Tolstoy synthetics were art. Pure and simple art. A true A.I. that could learn and develop on its own. The natural brain supplemented by the metal, wires and silicone of a synthetic. A biological computer.
One never really had to say goodbye to a loved one. So long as a customer had the money, they could get an exact replica of any creature with DNA. Deceased pets were extremely popular.
However Tolstoy pieces were priced at a hefty penny, but those who could afford them, bought them.
Unfortunately, they were also extremely illegal in the United States, most of Europe, and Canada. Cloning was a touchy subject in many areas, especially human cloning. Something his father ached to change, human rights and justice were highly advocated by his company in order to persuade some people that the Tolstoy Corporation was not in fact the devil incarnate. Something, Morozko suspected, had to do with his 2 year confinement.
Stuck in a foreign juvenile detention center because his father wanted to be on the good side of America, and because he wanted his conniving son as far away from his base of operations as possible.
As if he could keep him away forever. Morozko had a way of doing things; getting information, without anyone being the wiser.
His father didn't even notice the tiny chip in his mother's A.I. And fortunately neither did his mother.
"I've put together a few documents that will help you integrate back into the company." His mother said, handing him a tablet. "It lists our research, new developments, who holds our stocks, and the like." She looked at him seriously, "Make sure you read it carefully, it is all very important."

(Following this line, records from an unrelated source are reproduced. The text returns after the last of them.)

pub mod client;
pub mod connection;
pub mod context;
pub mod endpoint;
pub mod retry;


pub use client::CriClient;
pub use connection::CriConnection;
pub use context::RequestContext;
pub use endpoint::EndpointAddr;
// events: follow the runtime's container event stream

use tokio::time::sleep;
use tonic::Streaming;
use tracing::{debug, warn};

use super::common::{emit, format_timestamp, no_table, until_cancelled};
use crate::cli::{OutputArgs, Session};
use crate::cri::{event_type_name, ContainerEventResponse};
use crate::errors::{CliError, CliResult};
use crate::grpc::retry::{is_retryable, Backoff, RESUBSCRIBE_BACKOFF};
use crate::output::{render, OutputFormat};

/// Compact one-line form used by the table format.
pub fn event_line(event: &ContainerEventResponse) -> String {
    let pod = event
        .pod_sandbox_status
        .as_ref()
        .map(|status| status.id.as_str())
        .unwrap_or_default();
    format!(
        "{} {} container={} pod={}\n",
        format_timestamp(event.created_at),
        event_type_name(event.container_event_type),
        event.container_id,
        if pod.is_empty() { "<none>" } else { pod },
    )
}

fn render_event(event: &ContainerEventResponse, format: &OutputFormat) -> CliResult<String> {
    match format {
        OutputFormat::Table => Ok(event_line(event)),
        _ => render(event, format, no_table),
    }
}

/// Print every event as it arrives until the stream ends or the user
/// interrupts. `Unavailable` re-subscribes on a short backoff schedule.
pub async fn handle_events(session: &Session, output: &OutputArgs) -> CliResult<u8> {
    let format = OutputFormat::from_flags(
        output.output.as_deref(),
        output.template.as_deref(),
        "json",
        true,
    )?;

    let client = session.client().await?;
    let cancel = session.cancel_token();
    let mut backoff = Backoff::new(RESUBSCRIBE_BACKOFF);
    let mut stream: Option<Streaming<ContainerEventResponse>> = None;

    loop {
        let failure = match stream.as_mut() {
            None => match until_cancelled(&cancel, client.subscribe_events()).await? {
                Ok(opened) => {
                    debug!("subscribed to container events");
                    stream = Some(opened);
                    continue;
                }
                Err(status) => status,
            },
            Some(events) => match until_cancelled(&cancel, events.message()).await? {
                Ok(Some(event)) => {
                    emit(&render_event(&event, &format)?)?;
                    continue;
                }
                Ok(None) => {
                    debug!("container event stream closed by runtime");
                    return Ok(0);
                }
                Err(status) => status,
            },
        };

        stream = None;
        if !is_retryable(&failure) {
            return Err(CliError::from_status(failure, None));
        }
        let Some(delay) = backoff.next_delay() else {
            return Err(CliError::from_status(failure, None));
        };
        warn!(
            attempt = backoff.attempts(),
            delay_ms = delay.as_millis() as u64,
            "event stream unavailable, re-subscribing: {}",
            failure.message()
        );
        until_cancelled(&cancel, sleep(delay)).await?;
    }
}

#[cfg(test)]
mod tests {
    use super::*;
    use crate::cri::{ContainerEventType, PodSandboxStatus};

    fn event() -> ContainerEventResponse {
        ContainerEventResponse {
            container_id: "c0ffee".into(),
            container_event_type: ContainerEventType::ContainerStartedEvent as i32,
            created_at: 1_700_000_000_000_000_000,
            pod_sandbox_status: Some(PodSandboxStatus {
                id: "abcd".into(),
                ..Default::default()
            }),
            containers_statuses: Vec::new(),
        }
    }

    #[test]
    fn table_events_are_one_liners() {
        let line = render_event(&event(), &OutputFormat::Table).unwrap();
        assert_eq!(
            line,
            "2023-11-14T22:13:20.000000000Z CONTAINER_STARTED_EVENT container=c0ffee pod=abcd\n"
        );
    }

    #[test]
    fn json_events_name_the_event_type() {
        let doc = render_event(&event(), &OutputFormat::Json).unwrap();
        let value: serde_json::Value = serde_json::from_str(&doc).unwrap();
        assert_eq!(value["containerEventType"], "CONTAINER_STARTED_EVENT");
        assert_eq!(value["containerId"], "c0ffee");
    }

    #[test]
    fn missing_pod_is_marked() {
        let mut bare = event();
        bare.pod_sandbox_status = None;
        assert!(event_line(&bare).ends_with("pod=<none>\n"));
    }
}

He rolled his eyes. Because of the tiny microchip he was already up to date, and more, but she didn't need to know that, so he played along. "Yes, mother."
She led him further, and further down the hall, halting every once in a while in front of reinforced doors peppered with extensive security checks.

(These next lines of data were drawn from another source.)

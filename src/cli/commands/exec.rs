// exec, attach and port-forward

use std::io::Write;
use std::time::Duration;

use clap::Args;
use tracing::debug;

use super::common::{resolve_container_id, resolve_sandbox_id};
use crate::cli::Session;
use crate::cri::{AttachRequest, ContainerState, ExecRequest};
use crate::errors::{CliError, CliResult};
use crate::streaming::{self, StreamOptions};

#[derive(Args, Debug, Clone)]
pub struct ExecArgs {
    /// Container id or id prefix
    pub container: String,

    /// Command and arguments to run
    #[clap(required = true, trailing_var_arg = true, allow_hyphen_values = true)]
    pub command: Vec<String>,

    /// Allocate a TTY
    #[clap(short = 't', long)]
    pub tty: bool,

    /// Keep stdin open
    #[clap(short = 'i', long)]
    pub interactive: bool,

    /// Run through ExecSync and wait for the result
    #[clap(short = 's', long)]
    pub sync: bool,

    /// Timeout in seconds for --sync; 0 waits forever
    #[clap(long, default_value = "0")]
    pub timeout: u64,
}

#[derive(Args, Debug, Clone)]
pub struct AttachArgs {
    /// Container id or id prefix
    pub container: String,

    /// The container was started with a TTY
    #[clap(short = 't', long)]
    pub tty: bool,

    /// Forward local stdin
    #[clap(short = 'i', long)]
    pub stdin: bool,
}

#[derive(Args, Debug, Clone)]
pub struct PortForwardArgs {
    /// Pod sandbox id or id prefix
    pub pod: String,

    /// Ports to forward as [LOCAL:]REMOTE
    #[clap(required = true)]
    pub ports: Vec<String>,
}

/// Remote exit codes outside 0..=255 are folded the way a shell would.
fn exit_status(code: i32) -> u8 {
    (code & 0xff) as u8
}

fn copy_output(mut out: impl Write, data: &[u8]) -> CliResult<()> {
    out.write_all(data)?;
    out.flush()?;
    Ok(())
}

/// Run a command in a container. The process exits with the remote code.
pub async fn handle_exec(session: &Session, args: &ExecArgs) -> CliResult<u8> {
    if args.sync && (args.tty || args.interactive) {
        return Err(CliError::FlagConflict(
            "--sync cannot be combined with --tty or --interactive".into(),
        ));
    }
    if !args.sync && args.timeout != 0 {
        return Err(CliError::FlagConflict("--timeout requires --sync".into()));
    }

    let client = session.client().await?;
    let container_id = resolve_container_id(client, &args.container).await?;

    if args.sync {
        let response = client
            .exec_sync(
                &container_id,
                args.command.clone(),
                Duration::from_secs(args.timeout),
            )
            .await?;
        copy_output(std::io::stdout().lock(), &response.stdout)?;
        copy_output(std::io::stderr().lock(), &response.stderr)?;
        return Ok(exit_status(response.exit_code));
    }

    let url = client
        .exec(ExecRequest {
            container_id,
            cmd: args.command.clone(),
            tty: args.tty,
            stdin: args.interactive,
            stdout: true,
            stderr: !args.tty,
        })
        .await?;
    debug!(%url, "exec streaming URL");

    let options = StreamOptions {
        stdin: args.interactive,
        tty: args.tty,
    };
    let code = streaming::run_session(&url, options, session.cancel_token()).await?;
    Ok(exit_status(code))
}

/// Attach to the main process of a running container.
pub async fn handle_attach(session: &Session, args: &AttachArgs) -> CliResult<u8> {
    let client = session.client().await?;
    let container_id = resolve_container_id(client, &args.container).await?;

    let state = client
        .container_status(&container_id, false)
        .await?
        .status
        .map(|status| status.state)
        .unwrap_or_default();
    if state != ContainerState::ContainerRunning as i32 {
        return Err(CliError::InvalidArgument(format!(
            "container {container_id:?} is not running"
        )));
    }

    let url = client
        .attach(AttachRequest {
            container_id,
            stdin: args.stdin,
            tty: args.tty,
            stdout: true,
            stderr: !args.tty,
        })
        .await?;
    debug!(%url, "attach streaming URL");

    let options = StreamOptions {
        stdin: args.stdin,
        tty: args.tty,
    };
    streaming::run_session(&url, options, session.cancel_token()).await?;
    Ok(0)
}

/// Forward local ports to a pod until interrupted.
pub async fn handle_port_forward(session: &Session, args: &PortForwardArgs) -> CliResult<u8> {
    let mappings = streaming::parse_mappings(&args.ports)?;

    let client = session.client().await?;
    let pod_id = resolve_sandbox_id(client, &args.pod).await?;
    let remotes = mappings.iter().map(|m| i32::from(m.remote)).collect();
    let url = client.port_forward(&pod_id, remotes).await?;
    debug!(%url, "port-forward streaming URL");

    streaming::forward(&url, &mappings, session.cancel_token()).await?;
    Ok(0)
}

#[cfg(test)]
mod tests {
    use super::*;

    #[test]
    fn exit_codes_fold_into_a_byte() {
        assert_eq!(exit_status(0), 0);
        assert_eq!(exit_status(42), 42);
        assert_eq!(exit_status(256 + 3), 3);
        assert_eq!(exit_status(-1), 255);
    }
}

His mother finally stopped in front of a white nondescript door, and opened it for him.
Stepping inside, it wasn't what Morozko expected.

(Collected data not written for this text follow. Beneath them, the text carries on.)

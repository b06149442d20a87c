//! In-process fake CRI runtime for driving the `crictl` binary.
#![allow(dead_code)]

use std::collections::HashMap;
use std::path::PathBuf;
use std::pin::Pin;
use std::sync::Arc;

use assert_cmd::Command;
use critools::cri::image_service_server::{ImageService, ImageServiceServer};
use critools::cri::runtime_service_server::{RuntimeService, RuntimeServiceServer};
use critools::cri::*;
use futures::Stream;
use parking_lot::Mutex;
use tempfile::TempDir;
use tokio::net::UnixListener;
use tokio::runtime::Runtime;
use tokio::sync::oneshot;
use tokio_stream::wrappers::UnixListenerStream;
use tonic::transport::Server;
use tonic::{Request, Response, Status};

/// What the fake runtime reports. Mutable while the server runs.
#[derive(Debug, Default, Clone)]
pub struct FakeState {
    pub containers: Vec<Container>,
    pub sandboxes: Vec<PodSandbox>,
    pub images: Vec<Image>,
    pub events: Vec<ContainerEventResponse>,
    /// Codes GetContainerEvents fails with, one per call, before it
    /// starts serving `events`.
    pub events_failures: Vec<tonic::Code>,
    /// Every RPC method name in call order.
    pub calls: Vec<String>,
}

type Shared = Arc<Mutex<FakeState>>;

#[derive(Clone)]
struct FakeService {
    state: Shared,
}

impl FakeService {
    fn record(&self, method: &str) {
        self.state.lock().calls.push(method.to_string());
    }
}

fn unimplemented<T>(method: &str) -> Result<Response<T>, Status> {
    Err(Status::unimplemented(format!("fake runtime does not implement {method}")))
}

fn matches_filter(container: &Container, filter: &Option<ContainerFilter>) -> bool {
    let Some(filter) = filter else {
        return true;
    };
    if !filter.id.is_empty() && container.id != filter.id {
        return false;
    }
    if let Some(state) = &filter.state {
        if container.state != state.state {
            return false;
        }
    }
    if !filter.pod_sandbox_id.is_empty() && container.pod_sandbox_id != filter.pod_sandbox_id {
        return false;
    }
    filter
        .label_selector
        .iter()
        .all(|(key, value)| container.labels.get(key) == Some(value))
}

type EventStream = Pin<Box<dyn Stream<Item = Result<ContainerEventResponse, Status>> + Send>>;

#[tonic::async_trait]
impl RuntimeService for FakeService {
    async fn version(&self, _: Request<VersionRequest>) -> Result<Response<VersionResponse>, Status> {
        self.record("Version");
        Ok(Response::new(VersionResponse {
            version: "0.1.0".into(),
            runtime_name: "fake-runtime".into(),
            runtime_version: "1.2.3".into(),
            runtime_api_version: "v1".into(),
        }))
    }

    async fn run_pod_sandbox(
        &self,
        _: Request<RunPodSandboxRequest>,
    ) -> Result<Response<RunPodSandboxResponse>, Status> {
        unimplemented("RunPodSandbox")
    }

    async fn stop_pod_sandbox(
        &self,
        _: Request<StopPodSandboxRequest>,
    ) -> Result<Response<StopPodSandboxResponse>, Status> {
        unimplemented("StopPodSandbox")
    }

    async fn remove_pod_sandbox(
        &self,
        _: Request<RemovePodSandboxRequest>,
    ) -> Result<Response<RemovePodSandboxResponse>, Status> {
        unimplemented("RemovePodSandbox")
    }

    async fn pod_sandbox_status(
        &self,
        _: Request<PodSandboxStatusRequest>,
    ) -> Result<Response<PodSandboxStatusResponse>, Status> {
        unimplemented("PodSandboxStatus")
    }

    async fn list_pod_sandbox(
        &self,
        _: Request<ListPodSandboxRequest>,
    ) -> Result<Response<ListPodSandboxResponse>, Status> {
        self.record("ListPodSandbox");
        Ok(Response::new(ListPodSandboxResponse {
            items: self.state.lock().sandboxes.clone(),
        }))
    }

    async fn create_container(
        &self,
        _: Request<CreateContainerRequest>,
    ) -> Result<Response<CreateContainerResponse>, Status> {
        unimplemented("CreateContainer")
    }

    async fn start_container(
        &self,
        request: Request<StartContainerRequest>,
    ) -> Result<Response<StartContainerResponse>, Status> {
        self.record("StartContainer");
        let id = request.into_inner().container_id;
        let mut state = self.state.lock();
        match state.containers.iter_mut().find(|c| c.id == id) {
            Some(container) => {
                container.state = ContainerState::ContainerRunning as i32;
                Ok(Response::new(StartContainerResponse {}))
            }
            None => Err(Status::not_found(format!("container {id} not found"))),
        }
    }

    async fn stop_container(
        &self,
        _: Request<StopContainerRequest>,
    ) -> Result<Response<StopContainerResponse>, Status> {
        unimplemented("StopContainer")
    }

    async fn remove_container(
        &self,
        request: Request<RemoveContainerRequest>,
    ) -> Result<Response<RemoveContainerResponse>, Status> {
        self.record("RemoveContainer");
        let id = request.into_inner().container_id;
        self.state.lock().containers.retain(|c| c.id != id);
        Ok(Response::new(RemoveContainerResponse {}))
    }

    async fn list_containers(
        &self,
        request: Request<ListContainersRequest>,
    ) -> Result<Response<ListContainersResponse>, Status> {
        self.record("ListContainers");
        let filter = request.into_inner().filter;
        let containers = self
            .state
            .lock()
            .containers
            .iter()
            .filter(|c| matches_filter(c, &filter))
            .cloned()
            .collect();
        Ok(Response::new(ListContainersResponse { containers }))
    }

    async fn container_status(
        &self,
        request: Request<ContainerStatusRequest>,
    ) -> Result<Response<ContainerStatusResponse>, Status> {
        self.record("ContainerStatus");
        let id = request.into_inner().container_id;
        let state = self.state.lock();
        let container = state
            .containers
            .iter()
            .find(|c| c.id == id)
            .ok_or_else(|| Status::not_found(format!("container {id} not found")))?;
        Ok(Response::new(ContainerStatusResponse {
            status: Some(ContainerStatus {
                id: container.id.clone(),
                metadata: container.metadata.clone(),
                state: container.state,
                created_at: container.created_at,
                image: container.image.clone(),
                image_ref: container.image_ref.clone(),
                labels: container.labels.clone(),
                ..Default::default()
            }),
            info: HashMap::new(),
        }))
    }

    async fn exec_sync(
        &self,
        _: Request<ExecSyncRequest>,
    ) -> Result<Response<ExecSyncResponse>, Status> {
        unimplemented("ExecSync")
    }

    async fn exec(&self, _: Request<ExecRequest>) -> Result<Response<ExecResponse>, Status> {
        unimplemented("Exec")
    }

    async fn attach(&self, _: Request<AttachRequest>) -> Result<Response<AttachResponse>, Status> {
        unimplemented("Attach")
    }

    async fn port_forward(
        &self,
        _: Request<PortForwardRequest>,
    ) -> Result<Response<PortForwardResponse>, Status> {
        unimplemented("PortForward")
    }

    async fn container_stats(
        &self,
        _: Request<ContainerStatsRequest>,
    ) -> Result<Response<ContainerStatsResponse>, Status> {
        unimplemented("ContainerStats")
    }

    async fn list_container_stats(
        &self,
        _: Request<ListContainerStatsRequest>,
    ) -> Result<Response<ListContainerStatsResponse>, Status> {
        unimplemented("ListContainerStats")
    }

    async fn pod_sandbox_stats(
        &self,
        _: Request<PodSandboxStatsRequest>,
    ) -> Result<Response<PodSandboxStatsResponse>, Status> {
        unimplemented("PodSandboxStats")
    }

    async fn list_pod_sandbox_stats(
        &self,
        _: Request<ListPodSandboxStatsRequest>,
    ) -> Result<Response<ListPodSandboxStatsResponse>, Status> {
        unimplemented("ListPodSandboxStats")
    }

    async fn status(&self, _: Request<StatusRequest>) -> Result<Response<StatusResponse>, Status> {
        self.record("Status");
        Ok(Response::new(StatusResponse {
            status: Some(RuntimeStatus {
                conditions: vec![RuntimeCondition {
                    r#type: "RuntimeReady".into(),
                    status: true,
                    ..Default::default()
                }],
            }),
            info: HashMap::from([("config".to_string(), r#"{"sandboxImage":"pause"}"#.to_string())]),
        }))
    }

    type GetContainerEventsStream = EventStream;

    async fn get_container_events(
        &self,
        _: Request<GetEventsRequest>,
    ) -> Result<Response<Self::GetContainerEventsStream>, Status> {
        self.record("GetContainerEvents");
        let mut state = self.state.lock();
        if !state.events_failures.is_empty() {
            let code = state.events_failures.remove(0);
            return Err(Status::new(code, "event stream unavailable"));
        }
        let events = state.events.clone();
        let stream = futures::stream::iter(events.into_iter().map(Ok));
        Ok(Response::new(Box::pin(stream) as EventStream))
    }
}

#[tonic::async_trait]
impl ImageService for FakeService {
    async fn list_images(
        &self,
        _: Request<ListImagesRequest>,
    ) -> Result<Response<ListImagesResponse>, Status> {
        self.record("ListImages");
        Ok(Response::new(ListImagesResponse {
            images: self.state.lock().images.clone(),
        }))
    }

    async fn image_status(
        &self,
        request: Request<ImageStatusRequest>,
    ) -> Result<Response<ImageStatusResponse>, Status> {
        self.record("ImageStatus");
        let wanted = request.into_inner().image.unwrap_or_default().image;
        let image = self
            .state
            .lock()
            .images
            .iter()
            .find(|image| image.repo_tags.contains(&wanted))
            .cloned();
        Ok(Response::new(ImageStatusResponse {
            image,
            info: HashMap::new(),
        }))
    }

    async fn pull_image(
        &self,
        _: Request<PullImageRequest>,
    ) -> Result<Response<PullImageResponse>, Status> {
        unimplemented("PullImage")
    }

    async fn remove_image(
        &self,
        _: Request<RemoveImageRequest>,
    ) -> Result<Response<RemoveImageResponse>, Status> {
        unimplemented("RemoveImage")
    }
}

/// A fake runtime serving on a unix socket inside its own temp dir, with a
/// private tokio runtime so tests can stay synchronous.
pub struct FakeRuntime {
    state: Shared,
    socket: PathBuf,
    shutdown: Option<oneshot::Sender<()>>,
    runtime: Runtime,
    _dir: TempDir,
}

impl FakeRuntime {
    pub fn start(initial: FakeState) -> Self {
        let dir = tempfile::tempdir().unwrap();
        let socket = dir.path().join("fake.sock");
        let runtime = tokio::runtime::Builder::new_multi_thread()
            .worker_threads(2)
            .enable_all()
            .build()
            .unwrap();

        let state: Shared = Arc::new(Mutex::new(initial));
        let service = FakeService {
            state: Arc::clone(&state),
        };
        let (tx, rx) = oneshot::channel::<()>();

        let listener = runtime.block_on(async { UnixListener::bind(&socket) }).unwrap();
        runtime.spawn(async move {
            Server::builder()
                .add_service(RuntimeServiceServer::new(service.clone()))
                .add_service(ImageServiceServer::new(service))
                .serve_with_incoming_shutdown(UnixListenerStream::new(listener), async {
                    let _ = rx.await;
                })
                .await
                .unwrap();
        });

        Self {
            state,
            socket,
            shutdown: Some(tx),
            runtime,
            _dir: dir,
        }
    }

    pub fn endpoint(&self) -> String {
        format!("unix://{}", self.socket.display())
    }

    pub fn runtime(&self) -> &Runtime {
        &self.runtime
    }

    pub fn calls(&self) -> Vec<String> {
        self.state.lock().calls.clone()
    }

    pub fn update(&self, change: impl FnOnce(&mut FakeState)) {
        change(&mut self.state.lock());
    }

    /// `crictl` with the environment scrubbed and the endpoint pointed here.
    pub fn crictl(&self) -> Command {
        let mut cmd = crictl();
        cmd.arg(format!("--runtime-endpoint={}", self.endpoint()));
        cmd
    }
}

impl Drop for FakeRuntime {
    fn drop(&mut self) {
        if let Some(tx) = self.shutdown.take() {
            let _ = tx.send(());
        }
    }
}

/// `crictl` with no inherited endpoint or config.
pub fn crictl() -> Command {
    let mut cmd = crictl_without_config();
    cmd.arg("--config=/dev/null");
    cmd
}

pub fn crictl_without_config() -> Command {
    let mut cmd = Command::cargo_bin("crictl").unwrap();
    cmd.env_remove("CONTAINER_RUNTIME_ENDPOINT")
        .env_remove("IMAGE_SERVICE_ENDPOINT")
        .env_remove("CRICTL_CONFIG")
        .env_remove("RUST_LOG");
    cmd
}

pub fn container(id: &str, name: &str, created_at: i64, state: ContainerState) -> Container {
    Container {
        id: id.into(),
        pod_sandbox_id: "feedbeef0000000000000000".into(),
        metadata: Some(ContainerMetadata {
            name: name.into(),
            attempt: 0,
        }),
        image: Some(ImageSpec {
            image: "docker.io/library/busybox:latest".into(),
            ..Default::default()
        }),
        image_ref: "sha256:1111111111111111".into(),
        state: state as i32,
        created_at,
        ..Default::default()
    }
}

Instead of bed holding his dying father, a plain office chair sat in the middle of the room on top of a sea of hideous carpeting. In front of the chair laid a hologram projector.
He turned back to her, "What is going on?" He pointed to the chair. "This is not funny."
His mother stared at him stoically, "The doctor does not want you in the same room as your father."
"What? Why?"
She answered simply, "You may be infected with a pathogen." She pointed to the projector, "He will speak with you from there."
"But-"
"He will be with you shortly, and I will come to fetch you in ten minutes."
"Ten minutes? That's it?"
She looked at him quizzically. "Yes. Why would you possibly need more?" And with that she closed the door and left him alone in the massive white walled room.
Morozko grumbled all the way to his seat. "He's my fucking father, for god's sake. You'd think I'd get to see him before he croaks." He crossed his arms. "Fucking better not keep me waiting again."
He didn't. A few seconds later the projector groaned to life, throwing out a long beam of light, ending with the shape of a shriveled old man on a hospital gurney.
"Father." Morozko greeted him.
Koschei Tolstoy regarded him with rheumy eyes. He slowly lifted his wrinkled holographic arm to a pad on the side of the gurney.
"Vasilisa." Croaked a robotic voice.
Morozko frowned "No father, it's me, your son."
Instantly the robotic voice answered. "I have no son. My wife is dead."
"Father, I was born months before she died." Morozko couldn't understand how this could be the great Koschei Tolstoy. From what he understood he was still making all the important decisions in the company. But how could this feeble man, with obvious degenerative Alzheimer's still be the CEO?
"Where is Vasilisa, my wife." The robotic voice churned.
Morozko suddenly wondered if he knew much less than he thought.
If you haven't noticed yet, I adore Russian folklore, so the whole Tolstoy family can be found there. Vailisa the beautiful, Koschei the deathless, and Jack Frost aka Morozko.